__MATERIAL TO PROCESS__:
------------------------------
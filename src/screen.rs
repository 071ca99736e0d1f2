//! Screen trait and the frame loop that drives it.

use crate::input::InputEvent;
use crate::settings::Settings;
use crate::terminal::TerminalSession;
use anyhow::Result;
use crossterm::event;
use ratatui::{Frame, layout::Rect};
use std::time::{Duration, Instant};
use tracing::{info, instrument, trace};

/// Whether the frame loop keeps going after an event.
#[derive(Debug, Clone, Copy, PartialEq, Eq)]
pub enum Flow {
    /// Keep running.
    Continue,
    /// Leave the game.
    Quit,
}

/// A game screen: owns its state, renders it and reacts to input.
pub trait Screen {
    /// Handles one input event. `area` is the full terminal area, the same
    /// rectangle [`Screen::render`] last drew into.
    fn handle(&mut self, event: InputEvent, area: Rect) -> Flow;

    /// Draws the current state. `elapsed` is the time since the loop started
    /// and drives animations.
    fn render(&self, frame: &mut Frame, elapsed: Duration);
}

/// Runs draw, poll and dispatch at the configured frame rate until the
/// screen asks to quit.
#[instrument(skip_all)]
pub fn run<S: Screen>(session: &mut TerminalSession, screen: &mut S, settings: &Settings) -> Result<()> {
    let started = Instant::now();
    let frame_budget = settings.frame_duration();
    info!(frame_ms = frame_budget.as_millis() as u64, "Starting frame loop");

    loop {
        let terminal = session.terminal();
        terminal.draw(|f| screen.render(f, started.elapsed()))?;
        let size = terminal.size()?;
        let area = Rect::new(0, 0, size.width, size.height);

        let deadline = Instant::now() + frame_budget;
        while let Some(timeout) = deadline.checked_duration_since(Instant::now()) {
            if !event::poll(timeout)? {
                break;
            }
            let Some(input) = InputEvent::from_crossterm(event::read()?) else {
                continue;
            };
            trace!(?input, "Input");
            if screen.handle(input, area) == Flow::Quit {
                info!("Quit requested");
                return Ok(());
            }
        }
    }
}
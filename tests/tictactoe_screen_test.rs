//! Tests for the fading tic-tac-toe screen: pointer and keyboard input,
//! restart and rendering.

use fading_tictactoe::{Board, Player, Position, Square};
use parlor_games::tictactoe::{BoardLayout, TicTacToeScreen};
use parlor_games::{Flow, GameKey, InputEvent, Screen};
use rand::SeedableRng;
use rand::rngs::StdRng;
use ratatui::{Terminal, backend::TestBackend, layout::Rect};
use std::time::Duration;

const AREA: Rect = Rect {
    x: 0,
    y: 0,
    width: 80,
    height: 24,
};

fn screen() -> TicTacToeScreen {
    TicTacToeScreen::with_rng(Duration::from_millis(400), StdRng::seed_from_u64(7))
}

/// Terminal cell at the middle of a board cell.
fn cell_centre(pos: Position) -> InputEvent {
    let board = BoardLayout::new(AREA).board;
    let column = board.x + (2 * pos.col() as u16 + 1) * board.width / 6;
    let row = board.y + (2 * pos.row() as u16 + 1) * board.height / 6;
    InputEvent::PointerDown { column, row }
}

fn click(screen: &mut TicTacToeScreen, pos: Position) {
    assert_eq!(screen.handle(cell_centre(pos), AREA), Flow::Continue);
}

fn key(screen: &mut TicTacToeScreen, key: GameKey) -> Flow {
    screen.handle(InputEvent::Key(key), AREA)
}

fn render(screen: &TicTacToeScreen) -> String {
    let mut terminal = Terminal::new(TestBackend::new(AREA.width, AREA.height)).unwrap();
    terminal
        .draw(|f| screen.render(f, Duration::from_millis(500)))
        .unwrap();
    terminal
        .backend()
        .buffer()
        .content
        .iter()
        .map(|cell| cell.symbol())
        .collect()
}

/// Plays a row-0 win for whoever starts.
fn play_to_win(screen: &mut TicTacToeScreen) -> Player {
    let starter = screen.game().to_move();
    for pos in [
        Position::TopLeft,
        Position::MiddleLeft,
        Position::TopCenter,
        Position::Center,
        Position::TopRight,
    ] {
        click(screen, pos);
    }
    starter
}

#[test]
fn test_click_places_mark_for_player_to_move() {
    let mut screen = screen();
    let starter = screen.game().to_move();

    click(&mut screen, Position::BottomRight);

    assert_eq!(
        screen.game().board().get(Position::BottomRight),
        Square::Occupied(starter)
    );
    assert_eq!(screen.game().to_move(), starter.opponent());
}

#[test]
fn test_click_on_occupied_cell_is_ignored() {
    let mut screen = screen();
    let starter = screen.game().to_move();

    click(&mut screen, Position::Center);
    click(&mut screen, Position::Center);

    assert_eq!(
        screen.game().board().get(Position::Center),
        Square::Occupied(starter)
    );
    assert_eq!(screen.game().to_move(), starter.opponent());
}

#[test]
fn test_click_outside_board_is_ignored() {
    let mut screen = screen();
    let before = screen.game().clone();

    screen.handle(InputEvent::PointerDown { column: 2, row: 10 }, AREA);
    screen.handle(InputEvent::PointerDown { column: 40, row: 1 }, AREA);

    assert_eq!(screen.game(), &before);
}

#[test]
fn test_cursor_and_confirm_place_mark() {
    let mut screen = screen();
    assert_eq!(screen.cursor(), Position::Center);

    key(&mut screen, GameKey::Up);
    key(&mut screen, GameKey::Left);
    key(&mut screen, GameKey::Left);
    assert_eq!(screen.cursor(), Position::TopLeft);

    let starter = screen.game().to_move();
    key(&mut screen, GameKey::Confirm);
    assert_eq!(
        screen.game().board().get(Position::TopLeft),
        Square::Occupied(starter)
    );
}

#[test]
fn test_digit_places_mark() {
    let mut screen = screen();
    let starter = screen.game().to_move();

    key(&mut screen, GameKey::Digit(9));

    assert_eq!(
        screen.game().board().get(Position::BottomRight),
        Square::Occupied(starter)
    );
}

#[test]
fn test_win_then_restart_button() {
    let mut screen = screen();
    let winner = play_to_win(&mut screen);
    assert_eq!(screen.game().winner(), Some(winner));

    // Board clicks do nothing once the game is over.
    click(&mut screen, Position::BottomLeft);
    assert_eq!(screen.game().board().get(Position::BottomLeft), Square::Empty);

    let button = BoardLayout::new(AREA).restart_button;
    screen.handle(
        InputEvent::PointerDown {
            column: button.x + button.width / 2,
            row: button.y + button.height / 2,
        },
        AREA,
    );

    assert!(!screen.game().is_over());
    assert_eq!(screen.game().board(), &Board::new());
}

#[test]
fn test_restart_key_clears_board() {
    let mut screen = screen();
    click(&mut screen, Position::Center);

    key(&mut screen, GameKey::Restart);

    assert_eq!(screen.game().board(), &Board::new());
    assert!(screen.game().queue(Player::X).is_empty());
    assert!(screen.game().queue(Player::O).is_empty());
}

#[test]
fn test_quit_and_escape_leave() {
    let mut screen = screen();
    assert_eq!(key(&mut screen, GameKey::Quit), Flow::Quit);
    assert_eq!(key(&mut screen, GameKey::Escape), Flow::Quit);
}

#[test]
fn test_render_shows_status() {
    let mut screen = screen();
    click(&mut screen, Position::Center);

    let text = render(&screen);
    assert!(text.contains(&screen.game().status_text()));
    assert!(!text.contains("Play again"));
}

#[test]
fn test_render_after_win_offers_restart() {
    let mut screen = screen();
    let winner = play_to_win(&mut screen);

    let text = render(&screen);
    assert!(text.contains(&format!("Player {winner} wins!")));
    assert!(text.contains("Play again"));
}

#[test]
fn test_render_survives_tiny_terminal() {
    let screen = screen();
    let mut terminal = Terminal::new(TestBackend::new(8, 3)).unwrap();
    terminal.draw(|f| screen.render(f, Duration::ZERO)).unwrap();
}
------------------------------
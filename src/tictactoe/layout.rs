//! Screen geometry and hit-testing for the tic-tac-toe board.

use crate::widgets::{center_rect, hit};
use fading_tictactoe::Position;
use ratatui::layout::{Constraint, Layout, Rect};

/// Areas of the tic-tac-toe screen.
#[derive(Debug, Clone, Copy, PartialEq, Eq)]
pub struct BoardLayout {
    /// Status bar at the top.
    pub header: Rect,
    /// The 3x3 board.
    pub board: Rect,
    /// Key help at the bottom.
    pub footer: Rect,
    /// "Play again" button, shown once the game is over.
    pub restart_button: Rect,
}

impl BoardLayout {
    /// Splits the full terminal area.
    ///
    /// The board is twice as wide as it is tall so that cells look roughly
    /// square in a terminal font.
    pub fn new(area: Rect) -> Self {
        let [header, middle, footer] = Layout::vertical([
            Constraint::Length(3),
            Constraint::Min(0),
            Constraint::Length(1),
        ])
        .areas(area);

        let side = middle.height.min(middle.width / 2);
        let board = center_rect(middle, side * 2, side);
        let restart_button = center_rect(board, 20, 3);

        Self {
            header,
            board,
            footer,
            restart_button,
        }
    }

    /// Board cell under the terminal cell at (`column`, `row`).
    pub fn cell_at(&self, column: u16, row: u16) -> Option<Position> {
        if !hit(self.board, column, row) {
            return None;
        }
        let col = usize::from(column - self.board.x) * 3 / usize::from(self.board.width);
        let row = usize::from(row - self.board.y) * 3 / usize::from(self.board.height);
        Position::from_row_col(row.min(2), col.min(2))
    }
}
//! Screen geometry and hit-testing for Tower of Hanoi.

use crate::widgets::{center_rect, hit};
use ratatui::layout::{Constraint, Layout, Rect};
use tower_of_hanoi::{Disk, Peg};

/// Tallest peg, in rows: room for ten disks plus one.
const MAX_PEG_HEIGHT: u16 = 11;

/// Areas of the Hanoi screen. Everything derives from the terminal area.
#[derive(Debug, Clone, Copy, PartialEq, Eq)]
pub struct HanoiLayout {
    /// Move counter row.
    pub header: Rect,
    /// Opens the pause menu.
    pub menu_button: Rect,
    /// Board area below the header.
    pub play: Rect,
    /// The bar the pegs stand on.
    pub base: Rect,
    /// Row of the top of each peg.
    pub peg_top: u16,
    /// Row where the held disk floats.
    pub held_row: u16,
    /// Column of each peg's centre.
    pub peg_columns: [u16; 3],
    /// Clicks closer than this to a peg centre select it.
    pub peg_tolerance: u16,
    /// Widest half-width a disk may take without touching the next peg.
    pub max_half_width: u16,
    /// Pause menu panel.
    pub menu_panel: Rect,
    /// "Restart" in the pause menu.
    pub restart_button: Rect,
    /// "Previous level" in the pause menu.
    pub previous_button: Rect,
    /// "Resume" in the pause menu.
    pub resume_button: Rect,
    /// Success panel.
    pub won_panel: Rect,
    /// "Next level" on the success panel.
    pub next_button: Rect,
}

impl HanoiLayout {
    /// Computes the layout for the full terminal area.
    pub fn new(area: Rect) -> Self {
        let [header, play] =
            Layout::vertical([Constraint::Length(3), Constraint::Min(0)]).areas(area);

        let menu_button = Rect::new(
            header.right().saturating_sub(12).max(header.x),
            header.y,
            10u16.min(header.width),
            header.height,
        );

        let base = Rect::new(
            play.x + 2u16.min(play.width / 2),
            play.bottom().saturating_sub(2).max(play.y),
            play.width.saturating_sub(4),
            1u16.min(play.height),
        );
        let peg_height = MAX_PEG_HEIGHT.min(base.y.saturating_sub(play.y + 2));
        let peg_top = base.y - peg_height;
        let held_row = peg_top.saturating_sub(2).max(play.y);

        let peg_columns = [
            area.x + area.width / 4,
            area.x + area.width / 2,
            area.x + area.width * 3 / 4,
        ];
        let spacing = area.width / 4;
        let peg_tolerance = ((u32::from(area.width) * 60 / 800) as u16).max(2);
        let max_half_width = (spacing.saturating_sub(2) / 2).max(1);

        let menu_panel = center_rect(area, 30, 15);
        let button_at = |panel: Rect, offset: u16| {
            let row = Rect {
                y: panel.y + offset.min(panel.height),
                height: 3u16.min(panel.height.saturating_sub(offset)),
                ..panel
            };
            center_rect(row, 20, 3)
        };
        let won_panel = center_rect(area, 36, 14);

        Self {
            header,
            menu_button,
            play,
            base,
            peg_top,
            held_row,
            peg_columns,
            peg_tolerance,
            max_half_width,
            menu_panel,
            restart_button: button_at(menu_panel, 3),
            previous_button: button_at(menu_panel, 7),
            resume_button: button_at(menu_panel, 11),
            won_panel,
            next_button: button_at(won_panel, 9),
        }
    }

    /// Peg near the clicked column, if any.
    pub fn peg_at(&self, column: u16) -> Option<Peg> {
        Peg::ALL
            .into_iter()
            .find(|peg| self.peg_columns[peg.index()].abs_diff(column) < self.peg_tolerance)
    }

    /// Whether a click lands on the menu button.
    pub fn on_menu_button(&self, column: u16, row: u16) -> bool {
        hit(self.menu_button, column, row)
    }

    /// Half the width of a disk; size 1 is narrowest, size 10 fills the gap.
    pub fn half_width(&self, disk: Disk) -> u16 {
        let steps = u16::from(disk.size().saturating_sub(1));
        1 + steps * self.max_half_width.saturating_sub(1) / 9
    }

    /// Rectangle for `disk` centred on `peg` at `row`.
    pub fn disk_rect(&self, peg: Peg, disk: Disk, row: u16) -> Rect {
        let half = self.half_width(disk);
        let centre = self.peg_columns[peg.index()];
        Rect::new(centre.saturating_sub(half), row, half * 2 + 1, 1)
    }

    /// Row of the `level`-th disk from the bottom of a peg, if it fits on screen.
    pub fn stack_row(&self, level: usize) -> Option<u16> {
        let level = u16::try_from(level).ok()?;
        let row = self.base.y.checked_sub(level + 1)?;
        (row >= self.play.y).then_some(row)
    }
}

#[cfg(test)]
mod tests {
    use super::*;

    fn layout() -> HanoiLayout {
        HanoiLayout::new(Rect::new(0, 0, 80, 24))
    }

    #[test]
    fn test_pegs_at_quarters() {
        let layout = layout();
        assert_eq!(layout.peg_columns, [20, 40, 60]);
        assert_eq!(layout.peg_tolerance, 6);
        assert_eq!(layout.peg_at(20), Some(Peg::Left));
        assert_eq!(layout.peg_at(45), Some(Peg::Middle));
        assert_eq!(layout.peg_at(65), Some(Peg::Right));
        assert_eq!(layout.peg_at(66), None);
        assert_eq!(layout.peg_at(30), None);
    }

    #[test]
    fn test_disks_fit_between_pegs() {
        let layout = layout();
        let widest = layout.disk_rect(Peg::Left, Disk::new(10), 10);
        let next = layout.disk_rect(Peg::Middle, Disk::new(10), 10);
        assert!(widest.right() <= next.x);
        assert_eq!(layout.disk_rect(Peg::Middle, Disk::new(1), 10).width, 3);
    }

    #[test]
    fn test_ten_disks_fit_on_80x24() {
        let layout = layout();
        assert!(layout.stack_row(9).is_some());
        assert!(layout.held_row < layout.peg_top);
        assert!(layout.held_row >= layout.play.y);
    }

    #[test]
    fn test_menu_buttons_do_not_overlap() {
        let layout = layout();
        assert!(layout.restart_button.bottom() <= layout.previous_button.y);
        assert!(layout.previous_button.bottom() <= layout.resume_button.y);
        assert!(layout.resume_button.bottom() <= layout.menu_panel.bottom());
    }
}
------------------------------
In the material above, show every line where the word "struct" turns up.

pub struct BoardLayout {
pub struct HanoiLayout {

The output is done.